Comment by Jim Henley —
May 26, 2006 @ 7:15 am
Couple quick and very partial responses.
To Jackmormon: As to ”So what’s to say that either 1) Bush didn’t try to reply or 2) Bush didn’t think a reply would work?” we can eliminate the first based on the testimony of Flynt Leverett that the US rebuked the Swiss for passing along the proposal at all. Re the second, I suppose it all depends what definition the Bush Administration applied to ”work.” Also, Ken Pollack: phooey. I have a link around here for you somewhere.
To Gary: I don’t quibble with your reading of the violence sections. As we must reiterate over and over with regard to recent (post-9/11) Iran-US contacts, nobody’s opening proposal is their final proposal. We have to reiterate this because Approved Opinion keeps acting as if they are. Frex, last month’s more businesslike follow-up to the Ahmadinejad letter was dismissed as not fully meeting US demands and therefore no reason to start negotiating. But if it fully met US demands what would the two sides negotiate about, anyway?
Comment by Gary Farber —
May 26, 2006 @ 8:21 am
Agreed, Jim.
I’ve also pointed out before that Iran was willing to deal with Israel sub rosa in the past, such as in obtaining Hawk missiles and weapons parts during Iran-Contra.

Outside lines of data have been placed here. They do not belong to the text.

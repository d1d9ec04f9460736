// ABOUTME: Verified request context attached downstream after authenticate()
// ABOUTME: tenant_id is never optional here; every operation in this system is tenant-scoped

use serde::{Deserialize, Serialize};

/// The result of a successful `authenticate()` call. `tenant_id` is never
/// optional: every operation in this system is tenant-scoped.
#[derive(Debug, Clone, Serialize, Deserialize)]
pub struct AuthContext {
    pub tenant_id: String,
    pub user_id: String,
    pub permissions: Vec<String>,
    pub session_id: Option<String>,
}

impl AuthContext {
    #[must_use]
    pub fn new(tenant_id: impl Into<String>, user_id: impl Into<String>) -> Self {
        Self {
            tenant_id: tenant_id.into(),
            user_id: user_id.into(),
            permissions: Vec::new(),
            session_id: None,
        }
    }

    #[must_use]
    pub fn with_permissions(mut self, permissions: Vec<String>) -> Self {
        self.permissions = permissions;
        self
    }

    #[must_use]
    pub fn with_session_id(mut self, session_id: impl Into<String>) -> Self {
        self.session_id = Some(session_id.into());
        self
    }

    /// `"admin"` grants all; a required permission `a:b:c` is satisfied by
    /// exact match, by any prefix wildcard (`a:*`, `a:b:*`), or by `admin`.
    #[must_use]
    pub fn has_permission(&self, required: &str) -> bool {
        self.permissions.iter().any(|granted| {
            granted == "admin" || granted == required || Self::is_wildcard_match(granted, required)
        })
    }

    fn is_wildcard_match(granted: &str, required: &str) -> bool {
        let Some(prefix) = granted.strip_suffix(":*") else {
            return false;
        };
        required == prefix || required.starts_with(&format!("{prefix}:"))
    }
}

#[cfg(test)]
mod tests {
    use super::*;

    fn ctx(perms: &[&str]) -> AuthContext {
        AuthContext::new("acme", "alice")
            .with_permissions(perms.iter().map(|s| s.to_string()).collect())
    }

    #[test]
    fn admin_grants_all() {
        assert!(ctx(&["admin"]).has_permission("documents:delete"));
    }

    #[test]
    fn exact_match_satisfies() {
        assert!(ctx(&["documents:read"]).has_permission("documents:read"));
        assert!(!ctx(&["documents:read"]).has_permission("documents:write"));
    }

    #[test]
    fn prefix_wildcard_satisfies_nested_permission() {
        assert!(ctx(&["documents:*"]).has_permission("documents:write:bulk"));
        assert!(ctx(&["documents:*"]).has_permission("documents:write"));
        assert!(!ctx(&["documents:*"]).has_permission("tenants:write"));
    }

    #[test]
    fn top_level_wildcard_satisfies_everything_under_it() {
        assert!(ctx(&["a:*"]).has_permission("a:b:c"));
    }
}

Now, they were in an existential war, during which one is inclined to do that which one might not otherwise do, but nonetheless, it does demonstrate some minimal precedent for compromising absolutism in dealing with the ”Zionist entity.”
Didja notice that at last night’s press conference (didn’t see it, just read about it, myself), Bush called the letter ”interesting”? A small step, but noticiable. (Also, more contrite on Iraq than ever before, which I call ”interesting.”)
Comment by Jackmormon —
May 26, 2006 @ 8:31 am
Nell: well, that the account he gives in Chapter 11 of The Persian Puzzle, anyway. See especially pp. 319-31.

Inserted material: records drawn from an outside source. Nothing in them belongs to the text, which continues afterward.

// ABOUTME: Tool-call loop: assemble prompt, call the LLM, execute tool calls, repeat until terminal or budget exhausted
// ABOUTME: Cancellation is checked before every LLM call and around every in-flight tool call

use std::sync::Arc;

use meridian_providers::{ChatMessage, ChatRequest, ChatResponse, ChatRole, LlmClient};
use meridian_security::AuthContext;
use serde_json::{json, Value};
use tokio_util::sync::CancellationToken;

use crate::error::{AgentError, Result};
use crate::registry::ToolRegistry;

/// The loop runs until the model returns a terminal message or this many
/// tool-call steps have been taken, whichever comes first.
pub const DEFAULT_STEP_BUDGET: usize = 5;

#[derive(Debug, Clone)]
pub struct AgentRuntimeConfig {
    pub step_budget: usize,
}

impl Default for AgentRuntimeConfig {
    fn default() -> Self {
        Self {
            step_budget: DEFAULT_STEP_BUDGET,
        }
    }
}

/// One executed tool call, recorded regardless of whether it succeeded, so
/// a caller can audit exactly what the runtime did on the tenant's behalf.
#[derive(Debug, Clone, serde::Serialize)]
pub struct ToolCallRecord {
    pub name: String,
    pub arguments: Value,
    pub result: Value,
}

#[derive(Debug, Clone, serde::Serialize)]
pub struct AgentTurn {
    pub text: String,
    pub steps_taken: usize,
    pub tool_calls: Vec<ToolCallRecord>,
}

pub struct AgentRuntime {
    registry: Arc<ToolRegistry>,
    llm: Arc<dyn LlmClient>,
    config: AgentRuntimeConfig,
}

impl std::fmt::Debug for AgentRuntime {
    fn fmt(&self, f: &mut std::fmt::Formatter<'_>) -> std::fmt::Result {
        f.debug_struct("AgentRuntime")
            .field("config", &self.config)
            .field("registry", &self.registry)
            .finish_non_exhaustive()
    }
}

impl AgentRuntime {
    #[must_use]
    pub fn new(registry: Arc<ToolRegistry>, llm: Arc<dyn LlmClient>, config: AgentRuntimeConfig) -> Self {
        Self { registry, llm, config }
    }

    /// Runs the tool-call loop to completion for a single user turn.
    ///
    /// # Errors
    /// Returns `AgentError::Cancelled` if `cancel` fires before a terminal
    /// response is produced, `AgentError::Llm` if the collaborator itself
    /// errors, and `AgentError::StepBudgetExhausted` if the model never
    /// stops requesting tool calls within the configured budget. A failing
    /// or unknown *tool* call never aborts the loop: its error is captured
    /// as a structured result and handed back to the model, which may
    /// recover by trying something else.
    pub async fn run(
        &self,
        system_prompt: &str,
        user_query: &str,
        auth: &AuthContext,
        cancel: &CancellationToken,
    ) -> Result<AgentTurn> {
        let mut messages = vec![
            ChatMessage::new(ChatRole::System, system_prompt),
            ChatMessage::new(ChatRole::User, user_query),
        ];
        let mut tool_calls = Vec::new();
        let tool_specs = self.registry.specs();

        for step in 0..self.config.step_budget {
            if cancel.is_cancelled() {
                return Err(AgentError::Cancelled);
            }

            let request = ChatRequest {
                messages: messages.clone(),
                tools: tool_specs.clone(),
            };

            let response = tokio::select! {
                () = cancel.cancelled() => return Err(AgentError::Cancelled),
                result = self.llm.chat(request) => result.map_err(|e| AgentError::Llm(e.to_string()))?,
            };

            match response {
                ChatResponse::Message(text) => {
                    return Ok(AgentTurn {
                        text,
                        steps_taken: step + 1,
                        tool_calls,
                    });
                }
                ChatResponse::ToolCalls(calls) => {
                    messages.push(ChatMessage::new(
                        ChatRole::Assistant,
                        format!("requested {} tool call(s)", calls.len()),
                    ));

                    for call in calls {
                        if cancel.is_cancelled() {
                            return Err(AgentError::Cancelled);
                        }

                        let result = self.invoke_tool(&call.name, call.arguments.clone(), auth, cancel).await?;
                        messages.push(ChatMessage::new(ChatRole::Tool, format!("{}: {}", call.name, result)));
                        tool_calls.push(ToolCallRecord {
                            name: call.name,
                            arguments: call.arguments,
                            result,
                        });
                    }
                }
            }
        }

        Err(AgentError::StepBudgetExhausted(self.config.step_budget))
    }

    /// Executes one tool call, racing it against cancellation. A tool that
    /// doesn't exist or returns an error yields a `{"error": ...}` value
    /// rather than propagating, except when cancellation itself fires.
    async fn invoke_tool(&self, name: &str, args: Value, auth: &AuthContext, cancel: &CancellationToken) -> Result<Value> {
        let Ok(tool) = self.registry.require(name) else {
            return Ok(json!({ "error": format!("unknown tool: {name}") }));
        };
        let tool = tool.clone();

        let outcome = tokio::select! {
            () = cancel.cancelled() => return Err(AgentError::Cancelled),
            result = tool.call(args, auth) => result,
        };

        Ok(outcome.unwrap_or_else(|e| json!({ "error": e.to_string() })))
    }
}

#[cfg(test)]
mod tests {
    use super::*;
    use crate::tool::{Tool, ToolDescriptor};
    use async_trait::async_trait;
    use meridian_providers::ToolCall;
    use std::sync::atomic::{AtomicUsize, Ordering};
    use std::sync::Mutex;

    /// A scripted LLM: returns each queued response in order, one per `chat` call.
    struct ScriptedLlm {
        responses: Mutex<Vec<ChatResponse>>,
    }

    #[async_trait]
    impl LlmClient for ScriptedLlm {
        async fn chat(&self, _request: ChatRequest) -> meridian_providers::Result<ChatResponse> {
            let mut responses = self.responses.lock().unwrap();
            Ok(responses.remove(0))
        }
    }

    struct CountingTool {
        descriptor: ToolDescriptor,
        calls: AtomicUsize,
    }

    #[async_trait]
    impl Tool for CountingTool {
        fn descriptor(&self) -> &ToolDescriptor {
            &self.descriptor
        }

        async fn call(&self, _args: Value, _auth: &AuthContext) -> Result<Value> {
            let n = self.calls.fetch_add(1, Ordering::SeqCst) + 1;
            Ok(json!({ "calls": n }))
        }
    }

    fn auth() -> AuthContext {
        AuthContext::new("acme", "alice")
    }

    #[tokio::test]
    async fn terminal_message_on_first_step_skips_tool_calls() {
        let registry = Arc::new(ToolRegistry::new());
        let llm = Arc::new(ScriptedLlm {
            responses: Mutex::new(vec![ChatResponse::Message("done".to_string())]),
        });
        let runtime = AgentRuntime::new(registry, llm, AgentRuntimeConfig::default());

        let turn = runtime
            .run("system", "hello", &auth(), &CancellationToken::new())
            .await
            .unwrap();

        assert_eq!(turn.text, "done");
        assert_eq!(turn.steps_taken, 1);
        assert!(turn.tool_calls.is_empty());
    }

    #[tokio::test]
    async fn tool_call_result_is_recorded_then_loop_continues_to_terminal_message() {
        let mut registry = ToolRegistry::new();
        registry.register(Arc::new(CountingTool {
            descriptor: ToolDescriptor {
                name: "count",
                description: "increments a counter",
                input_schema: json!({"type": "object"}),
            },
            calls: AtomicUsize::new(0),
        }));
        let llm = Arc::new(ScriptedLlm {
            responses: Mutex::new(vec![
                ChatResponse::ToolCalls(vec![ToolCall {
                    name: "count".to_string(),
                    arguments: json!({}),
                }]),
                ChatResponse::Message("final answer".to_string()),
            ]),
        });
        let runtime = AgentRuntime::new(Arc::new(registry), llm, AgentRuntimeConfig::default());

        let turn = runtime
            .run("system", "hello", &auth(), &CancellationToken::new())
            .await
            .unwrap();

        assert_eq!(turn.text, "final answer");
        assert_eq!(turn.steps_taken, 2);
        assert_eq!(turn.tool_calls.len(), 1);
        assert_eq!(turn.tool_calls[0].name, "count");
        assert_eq!(turn.tool_calls[0].result, json!({"calls": 1}));
    }

    #[tokio::test]
    async fn unknown_tool_call_yields_error_result_without_aborting_loop() {
        let registry = Arc::new(ToolRegistry::new());
        let llm = Arc::new(ScriptedLlm {
            responses: Mutex::new(vec![
                ChatResponse::ToolCalls(vec![ToolCall {
                    name: "nonexistent".to_string(),
                    arguments: json!({}),
                }]),
                ChatResponse::Message("recovered".to_string()),
            ]),
        });
        let runtime = AgentRuntime::new(registry, llm, AgentRuntimeConfig::default());

        let turn = runtime
            .run("system", "hello", &auth(), &CancellationToken::new())
            .await
            .unwrap();

        assert_eq!(turn.text, "recovered");
        assert_eq!(turn.tool_calls[0].result["error"], json!("unknown tool: nonexistent"));
    }

    #[tokio::test]
    async fn step_budget_exhaustion_is_reported() {
        let registry = Arc::new(ToolRegistry::new());
        let endless_tool_calls: Vec<ChatResponse> = (0..DEFAULT_STEP_BUDGET)
            .map(|_| {
                ChatResponse::ToolCalls(vec![ToolCall {
                    name: "nonexistent".to_string(),
                    arguments: json!({}),
                }])
            })
            .collect();
        let llm = Arc::new(ScriptedLlm {
            responses: Mutex::new(endless_tool_calls),
        });
        let runtime = AgentRuntime::new(registry, llm, AgentRuntimeConfig::default());

        let result = runtime.run("system", "hello", &auth(), &CancellationToken::new()).await;

        assert!(matches!(result, Err(AgentError::StepBudgetExhausted(n)) if n == DEFAULT_STEP_BUDGET));
    }

    #[tokio::test]
    async fn pre_cancelled_token_short_circuits_before_any_llm_call() {
        let registry = Arc::new(ToolRegistry::new());
        let llm = Arc::new(ScriptedLlm {
            responses: Mutex::new(vec![ChatResponse::Message("should not be reached".to_string())]),
        });
        let runtime = AgentRuntime::new(registry, llm, AgentRuntimeConfig::default());
        let cancel = CancellationToken::new();
        cancel.cancel();

        let result = runtime.run("system", "hello", &auth(), &cancel).await;

        assert!(matches!(result, Err(AgentError::Cancelled)));
    }
}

I know he’s a tainted source for many (the Iraq book, the lack of Persian-language skills), but I thought that he was at least somewhat credible on MENA FP decision-making within the US government, that he presented Insider Conventional Wisdom. Am I wrong about that?
Comment by Nell —
May 26, 2006 @ 9:47 am
Pollack at least somewhat credible on MENA FP decision-making within the US government?
That he might be, but what you quote him on is decision-making within the Iranian government, and there I give him little to no credibility.
He does — or at minimum is a hired hand for people with a track record of doing –what Gary rightly decries: dismissing the Other Side by portraying it as too rigid and extreme to negotiate with.
But please hang in there with devil’s advocacy. I freely admit to being so jaundiced that my judgment may be impaired. When I hear certain names, the hair goes up on the back of my neck and I stop giving even the slightest benefit of the doubt. Worse: I impute sinister motives. One of those names is Martin Indyk. When I learned he brought Pollack to the Saban Center at Brookings, my mind closed.
Comment by Jon H —
May 26, 2006 @ 9:47 am
Jackmormon writes: ”I thought that he was at least somewhat credible on MENA FP decision-making within the US government, that he presented Insider Conventional Wisdom. Am I wrong about that?”
I suppose that may be true, if you assume what he’s saying is the actual Insider Conventional Wisdom, as opposed to being rhetoric intended to futher the aims of the Insiders.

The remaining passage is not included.